What is the 99-percentile of IQ scores?
- The corresponding \(z\)-score is \(Z=\frac{IQ-100}{16}\), which means that \(IQ=16Z+100\).
- The 99-percentile of \(z\)-scores has the value 2.326 (can be calculated using
qdist
).
- Then, the 99-percentile of IQ scores is: \[
IQ=16\cdot 2.326+100=137.2.
\]
- So we expect that one out of hundred has an IQ exceeding 137.
Distribution of sample statistic
Estimates and their variability
We are given a sample \(y_1,y_2,\ldots,y_n\).
- The sample mean \(\bar{y}\) is the most common estimate of the population mean \(\mu\).
- The sample standard deviation, \(s\), is the most common estimate of the population standard deviation \(\sigma\).
We notice that there is an uncertainty (from sample to sample) connected to these statistics and therefore we are interested in describing their distribution.
Distribution of sample mean
- We are given a sample \(y_1,y_2,\ldots,y_n\) from a population with mean \(\mu\) and standard deviation \(\sigma\).
- The sample mean \[\bar{y}=\frac{1}{n}(y_1+y_2+\ldots+y_n)\] then has a distribution where
- the distribution has mean \(\mu\),
- the distribution has standard deviation \(\frac{\sigma}{\sqrt{n}}\) (also called the standard error), and
- when \(n\) grows, the distribution approaches a normal distribution.
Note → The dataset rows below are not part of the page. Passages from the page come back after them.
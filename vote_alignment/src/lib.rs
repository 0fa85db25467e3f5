mod config;
pub mod builder;
pub mod manual;
pub mod validator;

use log::{debug, info};

use std::collections::{BTreeMap, HashMap};

pub use crate::config::*;

// **** Private structures ****

#[derive(Eq, PartialEq, Debug, Clone, Copy, Hash, Ord, PartialOrd)]
struct ParticipantId(u32);

fn intern(
    ids: &mut HashMap<String, ParticipantId>,
    names: &mut Vec<String>,
    name: &str,
) -> ParticipantId {
    if let Some(pid) = ids.get(name) {
        return *pid;
    }
    let pid = ParticipantId(names.len() as u32);
    names.push(name.to_string());
    ids.insert(name.to_string(), pid);
    pid
}

fn sort_pairs(pairs: &mut [AlignedPair]) {
    pairs.sort_by(|a, b| {
        b.count.cmp(&a.count).then_with(|| {
            (a.first.as_str(), a.second.as_str()).cmp(&(b.first.as_str(), b.second.as_str()))
        })
    });
}

/// Counts, for every unordered pair of participants, the rounds in which both
/// voted for the same target.
///
/// Only events with `round < phase_boundary` are folded in; the selection is
/// a filter, so the input does not have to be sorted chronologically.
/// Non-competitive rounds contribute no pairs. The result contains only pairs
/// with a count of at least 1, sorted by count descending and then by the
/// canonical pair key, so the output is identical across runs for a fixed
/// input.
pub fn compute_alignments(
    record: &SeasonRecord,
    rules: &AlignmentRules,
) -> Result<Vec<AlignedPair>, AlignmentErrors> {
    info!(
        "compute_alignments: {:?} events, {:?} participants, boundary: {:?}",
        record.events.len(),
        record.participants.len(),
        record.phase_boundary
    );

    let mut ids: HashMap<String, ParticipantId> = HashMap::new();
    let mut names: Vec<String> = Vec::new();
    for name in record.participants.iter() {
        intern(&mut ids, &mut names, name);
    }

    let mut counts: BTreeMap<(ParticipantId, ParticipantId), u32> = BTreeMap::new();
    for event in record
        .events
        .iter()
        .filter(|e| e.round < record.phase_boundary)
    {
        if event.non_competitive {
            // Quits and medical withdrawals yield no pairs, whatever their
            // vote mapping claims.
            continue;
        }
        if rules.unknown_participant == UnknownParticipantMode::Strict {
            for (voter, target) in event.votes.iter() {
                for name in [voter, target] {
                    if !ids.contains_key(name.as_str()) && name != PLACEHOLDER {
                        return Err(AlignmentErrors::UnknownParticipantReference {
                            round: event.round,
                            name: name.clone(),
                        });
                    }
                }
            }
        }
        let ballots: Vec<(&String, &String)> = event.votes.iter().collect();
        for (i, (v1, t1)) in ballots.iter().enumerate() {
            for (v2, t2) in ballots[i + 1..].iter() {
                if t1 == t2 {
                    // The vote map iterates voters in lexicographic order, so
                    // (v1, v2) is already the canonical spelling of the pair.
                    let p1 = intern(&mut ids, &mut names, v1.as_str());
                    let p2 = intern(&mut ids, &mut names, v2.as_str());
                    *counts.entry((p1, p2)).or_insert(0) += 1;
                }
            }
        }
    }
    debug!("compute_alignments: {:?} distinct pairs", counts.len());

    let mut res: Vec<AlignedPair> = counts
        .iter()
        .map(|(&(p1, p2), &count)| AlignedPair {
            first: names[p1.0 as usize].clone(),
            second: names[p2.0 as usize].clone(),
            count,
        })
        .collect();
    sort_pairs(&mut res);
    Ok(res)
}

/// Keeps the pairs with `count >= min_together`, sorted by count descending
/// and ties by canonical pair key ascending.
pub fn filter_strong(counts: &[AlignedPair], min_together: u32) -> Vec<AlignedPair> {
    let mut res: Vec<AlignedPair> = counts
        .iter()
        .filter(|p| p.count >= min_together)
        .cloned()
        .collect();
    sort_pairs(&mut res);
    res
}

/// Runs the full aggregation for one season: alignment counts plus the strong
/// subset under `rules.min_together`.
pub fn run_alignment_stats(
    record: &SeasonRecord,
    rules: &AlignmentRules,
) -> Result<SeasonStats, AlignmentErrors> {
    let alignments = compute_alignments(record, rules)?;
    let strong_alliances = filter_strong(&alignments, rules.min_together);
    let qualifying_events = record
        .events
        .iter()
        .filter(|e| e.round < record.phase_boundary)
        .count();
    info!(
        "run_alignment_stats: {:?} qualifying events, {:?} pairs, {:?} strong",
        qualifying_events,
        alignments.len(),
        strong_alliances.len()
    );
    Ok(SeasonStats {
        qualifying_events,
        total_events: record.events.len(),
        alignments,
        strong_alliances,
    })
}

/// For each finalist, the partners they shared votes with, strongest first.
pub fn finalist_alliances(
    pairs: &[AlignedPair],
    finalists: &[String],
) -> Vec<(String, Vec<(String, u32)>)> {
    let mut res: Vec<(String, Vec<(String, u32)>)> = Vec::new();
    for finalist in finalists.iter() {
        let mut partners: Vec<(String, u32)> = pairs
            .iter()
            .filter_map(|p| {
                if p.first == *finalist {
                    Some((p.second.clone(), p.count))
                } else if p.second == *finalist {
                    Some((p.first.clone(), p.count))
                } else {
                    None
                }
            })
            .collect();
        partners.sort_by(|a, b| b.1.cmp(&a.1).then_with(|| a.0.cmp(&b.0)));
        res.push((finalist.clone(), partners));
    }
    res
}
This result is called the central limit theorem.
Central limit theorem
- The points above can be summarized as \[{\bar{y}} \approx \texttt{norm}(\mu,\frac{\sigma}{\sqrt{n}})\] that is, based on the sample \(y_1, \dots, y_n\) of size \(n\) the sample mean \(\bar{y}\) is approximately normally distributed with mean \(\mu\) and standard error \(\frac{\sigma}{\sqrt{n}}\).
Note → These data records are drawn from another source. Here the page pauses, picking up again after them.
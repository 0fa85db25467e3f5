// ********* Input data structures ***********

use std::collections::BTreeMap;
use std::error::Error;
use std::fmt::Display;

/// Sentinel label used by manually entered records when a name is not known
/// yet. It is accepted wherever a participant reference is expected.
pub const PLACEHOLDER: &str = "TBD";

/// One elimination round of a season.
///
/// The vote mapping goes voter -> target. Keys are unique by construction,
/// targets may repeat. A `BTreeMap` keeps the iteration order independent of
/// how the record was assembled.
#[derive(Eq, PartialEq, Debug, Clone)]
pub struct VoteEvent {
    /// Round index as assigned by the source material. Unique within a season
    /// (duplicates are a validation warning), not necessarily contiguous.
    pub round: u32,
    /// The participant removed this round. `None` when the source record did
    /// not carry the field at all; `Some(PLACEHOLDER)` for incomplete entries.
    pub eliminated: Option<String>,
    /// A quit or medical withdrawal. Such rounds carry no votes.
    pub non_competitive: bool,
    pub votes: BTreeMap<String, String>,
}

/// A season's complete pre-loaded data, immutable for a given analysis run.
#[derive(Eq, PartialEq, Debug, Clone)]
pub struct SeasonRecord {
    /// All participant labels, unique within the season. Insertion order may
    /// carry elimination order but nothing here depends on it.
    pub participants: Vec<String>,
    /// Events in chronological order.
    pub events: Vec<VoteEvent>,
    /// Rounds with `round >= phase_boundary` are excluded from aggregation.
    pub phase_boundary: u32,
}

/// Season metadata supplied by the external lookup table.
#[derive(Eq, PartialEq, Debug, Clone)]
pub struct SeasonMeta {
    pub name: String,
    pub year: Option<u32>,
    /// Participants that reached the terminal stage.
    pub finalists: Vec<String>,
    /// Must be one of `finalists`.
    pub winner: String,
}

// ******** Output data structures *********

/// An unordered pair of participants and the number of rounds in which both
/// voted for the same target.
///
/// The pair is canonical: `first < second` lexicographically, so (A, B) and
/// (B, A) always collapse to one entry.
#[derive(Eq, PartialEq, Debug, Clone)]
pub struct AlignedPair {
    pub first: String,
    pub second: String,
    pub count: u32,
}

/// The complete outcome of one season's aggregation.
#[derive(Eq, PartialEq, Debug, Clone)]
pub struct SeasonStats {
    /// Events with `round < phase_boundary`, the only ones counted.
    pub qualifying_events: usize,
    pub total_events: usize,
    /// Every pair with count >= 1, sorted by count descending, ties by pair
    /// key ascending.
    pub alignments: Vec<AlignedPair>,
    /// The subset of `alignments` passing the `min_together` threshold.
    pub strong_alliances: Vec<AlignedPair>,
}

/// Errors that prevent the aggregation from completing.
#[derive(Eq, PartialEq, Debug, Clone)]
pub enum AlignmentErrors {
    /// A vote referenced a label that is neither a known participant nor the
    /// placeholder. Only raised under `UnknownParticipantMode::Strict`.
    UnknownParticipantReference { round: u32, name: String },
}

impl Error for AlignmentErrors {}

impl Display for AlignmentErrors {
    fn fmt(&self, f: &mut std::fmt::Formatter<'_>) -> std::fmt::Result {
        match self {
            AlignmentErrors::UnknownParticipantReference { round, name } => {
                write!(
                    f,
                    "unknown participant reference {:?} in round {}",
                    name, round
                )
            }
        }
    }
}

// ********* Configuration **********

/// What the counter does with a vote label that is not a known participant.
///
/// The validator always reports such labels as errors; this mode only decides
/// whether the counter itself fails fast or keeps treating labels as opaque.
#[derive(Eq, PartialEq, Debug, Clone, Copy)]
pub enum UnknownParticipantMode {
    /// Count the pair anyway and leave referential integrity to the validator.
    Lenient,
    /// Raise `AlignmentErrors::UnknownParticipantReference`.
    Strict,
}

#[derive(Eq, PartialEq, Debug, Clone)]
pub struct AlignmentRules {
    /// Minimum shared votes for a pair to qualify as a strong alliance.
    pub min_together: u32,
    pub unknown_participant: UnknownParticipantMode,
}

impl AlignmentRules {
    pub const DEFAULT_RULES: AlignmentRules = AlignmentRules {
        min_together: 2,
        unknown_participant: UnknownParticipantMode::Lenient,
    };
}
- When our sample is sufficiently large (such that the above approximation is good) this allows us to make the following observations:
- We are \(95\%\) certain that \(\bar{y}\) lies in the interval from \(\mu-2\frac{\sigma}{\sqrt{n}}\) to \(\mu+2\frac{\sigma}{\sqrt{n}}\).
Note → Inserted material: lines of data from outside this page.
/// Runs one season end to end. `Ok(None)` means there is no data file yet;
/// any error stays confined to this season.
fn process_season(
    season: u32,
    entry: &MetaEntry,
    rules: &AlignmentRules,
    data_dir: &str,
    out_dir: &str,
    strict: bool,
) -> BatchResult<Option<ProcessedSeason>> {
    let data_path = season_data_path(data_dir, season);
    if !data_path.exists() {
        debug!("season {}: no data file at {:?}", season, data_path);
        return Ok(None);
    }
    let record = read_season_file(&data_path, entry.merge_episode)?;
    let meta = entry.to_season_meta();

    if strict {
        let findings = validator::validate_season(&record, &meta);
        let errors = findings
            .iter()
            .filter(|f| f.severity == Severity::Error)
            .count();
        if errors > 0 {
            for finding in findings.iter() {
                warn!("season {}: {}", season, finding);
            }
            whatever!("validation reported {} error(s)", errors);
        }
    }

    let stats = match run_alignment_stats(&record, rules) {
        Ok(x) => x,
        Err(e) => {
            whatever!("alignment error: {:?}", e)
        }
    };
    let summary = season_results_to_json(season, entry, &record, &stats);
    let out_path = save_season_results(out_dir, season, &summary)?;
    Ok(Some(ProcessedSeason {
        stats,
        summary,
        out_path,
    }))
}

fn alignments_to_json(pairs: &[AlignedPair]) -> Vec<JSValue> {
    pairs
        .iter()
        .map(|p| {
            json!({
                "player1": p.first,
                "player2": p.second,
                "votes_together": p.count,
            })
        })
        .collect()
}

/// Assembles the per-season result object. This is the whole contract with
/// the rendering side: nodes, edges and highlight flags are all derivable
/// from this one value.
fn season_results_to_json(
    season: u32,
    entry: &MetaEntry,
    record: &SeasonRecord,
    stats: &SeasonStats,
) -> JSValue {
    json!({
        "season": season,
        "season_name": entry.name,
        "year": entry.year,
        "analysis_type": "pre_merge_only",
        "merge_episode": entry.merge_episode,
        "total_tribal_councils": stats.qualifying_events,
        "total_tribal_councils_all_season": stats.total_events,
        "contestants": record.participants,
        "finalists": entry.finalists,
        "winner": entry.winner,
        "all_alignments": alignments_to_json(&stats.alignments),
        "strong_alliances": alignments_to_json(&stats.strong_alliances),
    })
}

fn save_season_results(out_dir: &str, season: u32, summary: &JSValue) -> BatchResult<PathBuf> {
    let season_dir: PathBuf = Path::new(out_dir).join(format!("season{:02}", season));
    fs::create_dir_all(&season_dir).context(WritingJsonSnafu {
        path: season_dir.display().to_string(),
    })?;
    let out_path = season_dir.join("analysis_results.json");
    let pretty = serde_json::to_string_pretty(summary).context(ParsingJsonSnafu {
        path: out_path.display().to_string(),
    })?;
    fs::write(&out_path, pretty).context(WritingJsonSnafu {
        path: out_path.display().to_string(),
    })?;
    Ok(out_path)
}

fn print_season_report(entry: &MetaEntry, stats: &SeasonStats) {
    println!("{} - voting analysis (pre-merge only)", entry.name);
    println!("{}", "-".repeat(60));
    println!("Pre-merge tribal councils: {}", stats.qualifying_events);
    println!("Player pairs analyzed: {}", stats.alignments.len());
    println!("Strong alliances: {}", stats.strong_alliances.len());
    println!();
    println!("Strongest voting pairs:");
    for (i, p) in stats.strong_alliances.iter().take(10).enumerate() {
        println!(
            "  {:2}. {:12} <-> {:12}: {:2} votes together",
            i + 1,
            p.first,
            p.second,
            p.count
        );
    }
    for (finalist, partners) in finalist_alliances(&stats.strong_alliances, &entry.finalists) {
        println!();
        println!("  {}'s strongest alliances:", finalist);
        for (other, count) in partners.iter().take(5) {
            println!("    - {:12}: {:2} votes together", other, count);
        }
    }
}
- We are almost completely certain that \(\bar{y}\) lies in the interval from \(\mu-3\frac{\sigma}{\sqrt{n}}\) to \(\mu+3\frac{\sigma}{\sqrt{n}}\).
- This is not useful when \(\mu\) is unknown, but let us rephrase the first statement to:
- We are \(95\%\) certain that \(\mu\) lies in the interval from \(\bar{y}-2\frac{\sigma}{\sqrt{n}}\) to \(\bar{y}+2\frac{\sigma}{\sqrt{n}}\), i.e. we are directly talking about the uncertainty of determining \(\mu\).
Illustration of CLT
- Four different population distibutions (n=1) of y and corresponding sampling distributions of \(\bar{y}\) for different sample sizes. As n increases the sampling distributions become narrower and more bell-shaped.
Example
- Body Mass Index (BMI) of people in Northern Jutland (2010) has mean \(\mu=25.8\) kg/\(\mathtt{m}^2\) and standard deviation \(4.8\) kg/\(\mathtt{m}^2\).
- A random sample of \(n=100\) costumers at a burger bar had an average BMI given by \(\bar{y}=27.2\).
- If “burger bar” has “no influence” on BMI (and the sample is representative of the population/people in Northern Jutland), then \[\bar{y} \approx \texttt{norm}(\mu,\frac{\sigma}{\sqrt{n}})=\texttt{norm}(25.8,0.48).\]
- For the actual sample this gives the observed \(z\)-score \[z_{obs}=\frac{27.2-25.8}{0.48}=2.92\]
- Recalling that the \(z\)-score is (here approximately) standard normal, the probability of getting a higher \(z\)-score is:
1 - pdist("norm", mean = 0, sd = 1, q = 2.92, xlim = c(-4, 4))
## [1] 0.001750157
- Thus, it is highly unlikely to get a random sample with such a high \(z\)-score. This indicates that costumers at the burger bar has a mean BMI, which is higher than the population mean.